Studio album by Half Man Half Biscuit
- Released: 12 September 2005
- Recorded: Frog Studios, Warrington
- Genre: Post-punk
- Length: 40:34
- Label: Probe Plus Probe 57
- Producer: Carl Wark

Half Man Half Biscuit chronology
| Saucy Haulage Ballads (2003) | Achtung Bono (2005) | CSI:Ambleside (2008) |

= Achtung Bono =

Achtung Bono is the tenth album by UK indie rock band Half Man Half Biscuit, released in 2005.

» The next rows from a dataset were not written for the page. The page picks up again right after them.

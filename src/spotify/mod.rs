//! # Spotify Integration Module
//!
//! Everything spotishuffler needs from the Spotify Web API:
//!
//! ```text
//! Ledger / Selector / Service layer
//!          ↓
//!    MusicService (trait)
//!          ↓
//!    SpotifyClient ── TokenManager (PKCE token cache, refresh)
//!          ↓
//! HTTP Layer (reqwest, JSON)
//! ```
//!
//! - [`auth`] - OAuth 2.0 PKCE: authorization URL, code exchange, refresh.
//! - [`playlists`] - the account's playlists and playlist contents (paged).
//! - [`player`] - the recently played feed and the playback queue.
//! - [`user`] - the current account's profile.
//!
//! The ledger and the selector only ever see the [`MusicService`] trait, so
//! they receive their client explicitly instead of reaching for a global one.
//!
//! ## API Coverage
//!
//! - `GET /me` - current account
//! - `GET /me/playlists` - playlists for the selection screen
//! - `GET /playlists/{id}/tracks` - playlist members with their ISRC
//! - `GET /me/player/recently-played` - last 50 plays
//! - `POST /me/player/queue` - append a track to the queue
//! - `POST /api/token` - token exchange and refresh

pub mod auth;
pub mod player;
pub mod playlists;
pub mod user;

use std::time::Duration;

use async_trait::async_trait;
use reqwest::{Client, RequestBuilder, Response, StatusCode};
use tokio::{sync::Mutex, time::sleep};
use tracing::debug;

use crate::{
    error::{Error, Result},
    management::TokenManager,
    types::{CurrentUserResponse, Page, PlayedEntry, PlaylistEntry, UserPlaylist},
};

/// How often a request answered with 502 Bad Gateway is sent again.
const BAD_GATEWAY_ATTEMPTS: u32 = 3;

/// The catalog operations the ledger and the selector depend on.
#[async_trait]
pub trait MusicService: Send + Sync {
    /// One page of a playlist's members. `cursor` is the `next` of the previous
    /// page, `None` for the first one.
    async fn playlist_page(
        &self,
        playlist_id: &str,
        cursor: Option<&str>,
    ) -> Result<Page<PlaylistEntry>>;

    /// Recently played tracks, most recent first.
    async fn recently_played(&self) -> Result<Vec<PlayedEntry>>;

    /// Appends a track to the active device's playback queue.
    async fn enqueue(&self, track_id: &str) -> Result<()>;
}

/// [`MusicService`] backed by the Spotify Web API.
pub struct SpotifyClient {
    http: Client,
    api_url: String,
    tokens: Mutex<TokenManager>,
}

impl SpotifyClient {
    pub fn new(api_url: String, tokens: TokenManager) -> Self {
        Self {
            http: Client::new(),
            api_url,
            tokens: Mutex::new(tokens),
        }
    }

    /// Client using the configured API URL and the cached token.
    ///
    /// # Returns
    ///
    /// - `Err(Error::Config)` - `SPOTIFY_API_URL` is not set
    /// - `Err(Error::AuthExpired)` - No cached token; run `spotishuffler auth`
    pub async fn from_cache() -> Result<Self> {
        let api_url = crate::config::spotify_apiurl()?;
        let tokens = TokenManager::load().await?;
        Ok(Self::new(api_url, tokens))
    }

    pub(crate) fn url(&self, path: &str) -> String {
        format!("{}{}", self.api_url.trim_end_matches('/'), path)
    }

    pub(crate) async fn bearer(&self) -> Result<String> {
        self.tokens.lock().await.get_valid_token().await
    }

    /// Sends the request built by `build` with a valid bearer token.
    ///
    /// `build` is called once per attempt with the HTTP client and the access
    /// token, so a token refreshed between attempts is picked up.
    ///
    /// # Status Handling
    ///
    /// - `502 Bad Gateway` - Retried after 10 seconds, at most
    ///   `BAD_GATEWAY_ATTEMPTS` attempts in total
    /// - `401 Unauthorized` - [`Error::AuthExpired`]
    /// - Any other non-success status - [`Error::Upstream`] with the status and
    ///   the response body
    ///
    /// # Example
    ///
    /// ```
    /// let url = client.url("/me");
    /// let response = client.send(|http, token| http.get(&url).bearer_auth(token)).await?;
    /// ```
    pub(crate) async fn send<F>(&self, build: F) -> Result<Response>
    where
        F: Fn(&Client, &str) -> RequestBuilder + Send + Sync,
    {
        let mut attempt = 0;
        loop {
            attempt += 1;
            let token = self.bearer().await?;
            let response = build(&self.http, &token).send().await?;

            match response.status() {
                StatusCode::BAD_GATEWAY if attempt < BAD_GATEWAY_ATTEMPTS => {
                    debug!("Spotify answered 502, retrying (attempt {})", attempt);
                    sleep(Duration::from_secs(10)).await;
                    continue; // retry
                }
                StatusCode::UNAUTHORIZED => return Err(Error::AuthExpired),
                status if !status.is_success() => {
                    let body = response.text().await.unwrap_or_default();
                    return Err(Error::Upstream(format!("{status}: {body}")));
                }
                _ => return Ok(response),
            }
        }
    }

    pub async fn current_user(&self) -> Result<CurrentUserResponse> {
        user::current_user(self).await
    }

    pub async fn user_playlists(&self) -> Result<Vec<UserPlaylist>> {
        playlists::user_playlists(self).await
    }
}

#[async_trait]
impl MusicService for SpotifyClient {
    async fn playlist_page(
        &self,
        playlist_id: &str,
        cursor: Option<&str>,
    ) -> Result<Page<PlaylistEntry>> {
        playlists::playlist_page(self, playlist_id, cursor).await
    }

    async fn recently_played(&self) -> Result<Vec<PlayedEntry>> {
        player::recently_played(self).await
    }

    async fn enqueue(&self, track_id: &str) -> Result<()> {
        player::enqueue(self, track_id).await
    }
}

In 2010, a Facebook campaign was mounted with the aim of saving BBC 6 Music from threatened closure and, as a sign of protest, to get "Joy Division Oven Gloves" from Achtung Bono to No. 6 in the UK Singles Chart on 12 April 2010. In the event, it entered the Singles Chart that week at No. 56 and the Independent Singles Chart at No. 3. Whether or not the campaign was influential, BBC 6 Music was saved.

Professional ratings
Review scores
| Source | Rating |
| Allmusic | Star Half star |
| Stylus Magazine | A− |

== Critical reception ==
Reviews were generally favourable:
- Stewart Mason, Allmusic: "One of their finest albums".
- Roger Holland, PopMatters: "Achtung Bono is a worthy addition to the HMHB canon".
- Ben Granger, Spike Magazine: "This is probably not one of Half Man Half Biscuit’s best albums. And yet its[sic] still fantastic".
- Dom Passantino, Stylus Magazine: "UK album of the year, by a landslide".

==Track listing==

| No. | Title | Length |
|---|---|---|
| 1. | "Restless Legs" | 1:53 |
| 2. | "Corgi Registered Friends" | 3:39 |
| 3. | "For What Is Chatteris..." | 2:05 |
| 4. | "Shit Arm, Bad Tattoo" | 2:41 |
| 5. | "Surging Out of Convalescence" | 3:38 |
| 6. | "Upon Westminster Bridge" | 2:45 |
| 7. | "Joy Division Oven Gloves" | 3:10 |
| 8. | "Mate of the Bloke" | 3:37 |
| 9. | "Asparagus Next Left" | 2:55 |
| 10. | "Depressed Beyond Tablets" | 3:00 |
| 11. | "Bogus Official" | 1:22 |
| 12. | "Letters Sent" | 2:38 |
| 13. | "Twydale's Lament" | 3:31 |
| 14. | "We Built This Village on a Trad. Arr. Tune" | 3:48 |

== Notes ==
- The album title is a satirical reference to the title of the 1991 album Achtung Baby by Irish rock band U2 and to its singer Bono.
- Restless legs syndrome is a poorly understood neurological disorder.
- Until 1 April 2009, gas fitters in the UK had to be "Corgi registered" to practise their trade. Corgi stands for the Council for Registered Gas Installers; since replaced by Gas Safe.
- Chatteris is a small town in Cambridgeshire.
- "Shit Arm, Bad Tattoo" has been suggested to refer to the cover of the eponymous second album by the Libertines, released 2004. Nigel Blackwell of Half Man Half Biscuit has, however, denied such a connection.
- Upon Westminster Bridge is an 1802 poem by William Wordsworth (1770–1850).
- Westminster Bridge is a major bridge over the River Thames in central London.
- Joy Division were an influential band from Manchester in the late 1970s and early 1980s. The song "Joy Division Oven Gloves" satirises band merchandising.
- "Asparagus Next Left" is the sort of sign that can be seen on British country roads advertising farm products for sale at the farm gate.
- "Depressed Beyond Tablets" is from a line in the "Crime" episode of Chris Morris's controversial TV comedy Brass Eye.
- "Bogus Official" is asterisked on the album track listing as a 'Public information tune'.
- Twydale is a fictional person.
- The title "We Built This Village on a Trad. Arr. Tune" parodies that of the 1985 song "We Built This City" by Starship.
- "Trad. Arr." is short for "traditional, arranged (by)", and is often attached to recordings of folk music.
- Brenda Blethyn starred in Outside Edge, a 1990s ITV sitcom about a village cricket team.